Self-esteem is an important ingredient for a successful and happy child. But in the life of an early teenager, self-esteem issues are as tender as my bare feet walking on gravel. I certainly don’t own the book on raising these creatures, but this I know: four parenting principles rank supreme when parenting a testy sixth, seventh, or eighth grader.
#1 – Set Limits
In order to encourage your teen, identify what constitutes good and bad behavior. Establish the house rules by being specific and keeping them short and to the point. Make sure the teen understands your expectations. Then put the family rules in writing, and FYI – they often accidentally “on purpose” forget with selective memory, so documenting it on paper leaves no room for arguing. And be flexible. As your teen demonstrates more and more positive behavior, give them more freedom. If they show poor judgment, enforce more restrictions. You are not their pal but their parent.
#2 – Enforce Consequences
This can be tough, and it might get worse before it gets better. Your teen needs to suffer when they act disrespectfully. Take away what’s most meaningful and let the pain hurt, really hurt! Being too lenient shows you’re not serious; yet being too harsh causes resentment. Just be consistent. Don’t impose penalties you’re not prepared to carry out, and don’t be afraid for them to not like you. Sara, my precious daughter, did NOT approve of me in eight grade. Oh, well. Too bad…..yet today I’m her greatest hero!

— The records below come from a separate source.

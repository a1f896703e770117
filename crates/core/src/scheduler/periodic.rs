//! Absolute-anchor tick timing

use crate::log_warn;
use crate::time::Timespec;
use crate::traits::{Delay, TimeSource};

/// Timing of one completed tick
#[derive(Debug, Clone, Copy, PartialEq, Eq)]
#[cfg_attr(feature = "defmt", derive(defmt::Format))]
pub struct Tick {
    /// Time from the tick's target start to the end of its work
    pub busy: Timespec,
    /// Requested sleep after clamping
    pub slept: Timespec,
    /// Work ran past the end of the period
    pub overrun: bool,
}

/// Fixed-period tick clock for one mode run.
///
/// The anchor is the target start of the current tick. It only ever moves
/// by exactly one period, so tick `k` targets `start + k * period` however
/// long individual ticks take.
#[derive(Debug, Clone, Copy, PartialEq, Eq)]
#[cfg_attr(feature = "defmt", derive(defmt::Format))]
pub struct PeriodicScheduler {
    anchor: Timespec,
    period: Timespec,
    step: usize,
    steps: usize,
}

impl PeriodicScheduler {
    /// Capture the start anchor for a schedule of `steps` steps
    pub fn start(now: Timespec, period: Timespec, steps: usize) -> Self {
        debug_assert!(!period.is_negative());
        Self {
            anchor: now,
            period,
            step: 0,
            steps: steps.max(1),
        }
    }

    /// Target start of the current tick
    pub fn anchor(&self) -> Timespec {
        self.anchor
    }

    pub fn period(&self) -> Timespec {
        self.period
    }

    /// Step index of the current tick
    pub fn step(&self) -> usize {
        self.step
    }

    /// Close the current tick: sleep out the rest of the period, then move
    /// the anchor and the step index on.
    ///
    /// An overrun sleeps for zero and is reported, never treated as fatal.
    pub fn complete_tick<C, D>(&mut self, clock: &C, delay: &mut D) -> Tick
    where
        C: TimeSource + ?Sized,
        D: Delay + ?Sized,
    {
        let busy = clock.now() - self.anchor;
        let remaining = self.period - busy;
        let overrun = remaining.is_negative();
        if overrun {
            log_warn!(
                "tick overrun: busy {} ms, period {} ms",
                busy.as_nanos() / 1_000_000,
                self.period.as_nanos() / 1_000_000
            );
        }
        let slept = remaining.clamp_non_negative();
        delay.sleep(slept);

        self.anchor = self.anchor + self.period;
        self.step = (self.step + 1) % self.steps;
        Tick {
            busy,
            slept,
            overrun,
        }
    }
}

#[cfg(test)]
mod tests {
    use super::*;
    use crate::traits::MockTime;

    const PERIOD: Timespec = Timespec::from_secs(5);

    #[test]
    fn sleeps_out_remaining_period() {
        let time = MockTime::with_initial(Timespec::new(100, 250_000_000));
        let mut scheduler = PeriodicScheduler::start(time.now(), PERIOD, 2);
        time.advance(Timespec::from_millis(1_300));
        let tick = scheduler.complete_tick(&time, &mut &time);
        assert_eq!(tick.busy, Timespec::from_millis(1_300));
        assert_eq!(tick.slept, Timespec::from_millis(3_700));
        assert!(!tick.overrun);
        assert_eq!(time.now(), Timespec::new(105, 250_000_000));
    }

    #[test]
    fn anchor_advances_by_exact_period() {
        let start = Timespec::new(1_700_000_000, 999_000_000);
        let time = MockTime::with_initial(start);
        let mut scheduler = PeriodicScheduler::start(time.now(), PERIOD, 6);
        let jitter = [0u64, 17, 4_999, 250, 3, 1_200, 4_000, 0, 999];
        for (k, work_ms) in jitter.iter().enumerate() {
            let expected = start + Timespec::from_secs(5 * k as i64);
            assert_eq!(scheduler.anchor(), expected, "tick {}", k);
            assert_eq!(time.now(), expected, "tick {}", k);
            time.advance(Timespec::from_millis(*work_ms));
            scheduler.complete_tick(&time, &mut &time);
        }
    }

    #[test]
    fn overrun_clamps_and_keeps_anchor() {
        let time = MockTime::new();
        let mut scheduler = PeriodicScheduler::start(time.now(), PERIOD, 1);

        time.advance(Timespec::from_millis(6_500));
        let tick = scheduler.complete_tick(&time, &mut &time);
        assert!(tick.overrun);
        assert_eq!(tick.slept, Timespec::ZERO);
        assert_eq!(time.now(), Timespec::from_millis(6_500));
        assert_eq!(scheduler.anchor(), Timespec::from_secs(5));

        // next tick starts late but still targets the original grid
        time.advance(Timespec::from_millis(500));
        let tick = scheduler.complete_tick(&time, &mut &time);
        assert!(!tick.overrun);
        assert_eq!(time.now(), Timespec::from_secs(10));
        assert_eq!(scheduler.anchor(), Timespec::from_secs(10));
    }

    #[test]
    fn never_requests_negative_sleep() {
        let time = MockTime::new();
        let mut scheduler = PeriodicScheduler::start(time.now(), PERIOD, 1);
        for _ in 0..4 {
            time.advance(Timespec::from_secs(7));
            let tick = scheduler.complete_tick(&time, &mut &time);
            assert!(!tick.slept.is_negative());
        }
        assert_eq!(time.total_slept(), Timespec::ZERO);
        assert_eq!(time.sleep_count(), 4);
    }

    #[test]
    fn step_rotates_modulo_schedule_length() {
        let time = MockTime::new();
        let mut scheduler = PeriodicScheduler::start(time.now(), PERIOD, 6);
        let mut steps = [0usize; 8];
        for slot in steps.iter_mut() {
            *slot = scheduler.step();
            scheduler.complete_tick(&time, &mut &time);
        }
        assert_eq!(steps, [0, 1, 2, 3, 4, 5, 0, 1]);
    }
}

#3 – Be wise. (In other words, yes, be “smarter than a fifth grader.”)
For the most part, early teens don’t like to feel like they’re being lectured. It takes wisdom from God in learning how to impart life lessons without them totally tuning you out. So sandwich godly principles between fun comments. For example, last week Rich and I took our thirteen year old granddaughter out for a special evening to a fancy restaurant for her big birthday. She asked with an inquisitive eye, “Is this going to be one of ‘those’ dinners where you talk about making good choices?” I affirmed, “Oh no, for goodness sake!” Then I managed to “sneak in a few” between light-hearted topics. (And, of course, that’s exactly what the evening was all about!)
#4 – Pray – Pray – Pray and Set a Positive Example
It’s easy to get discouraged when it seems like your teenager is not “getting it.” But God “gets it,” and He cares about their well-being more than you. If you talk to Jesus about your difficulties and ask for His guidance, wisdom, and courage, He will give it to you. It’s His job to lead the way, and it’s your job to set a good example by your patience, your ability to remain under the Spirit’s control, your tone of voice, your constitution to act with both firmness and gentleness, and your invitation to bring God into every parenting moment. The Holy Spirit is in you, with you, and ready to “parent” you as you “parent” them.
So trust in Jesus with every ounce of your being and cling to this promise. It remains every mother’s favorite. Do not lose heart in doing good, for in due time you shall reap if you do not grow weary. — Galatians 6:9
I love those two words, “shall reap.”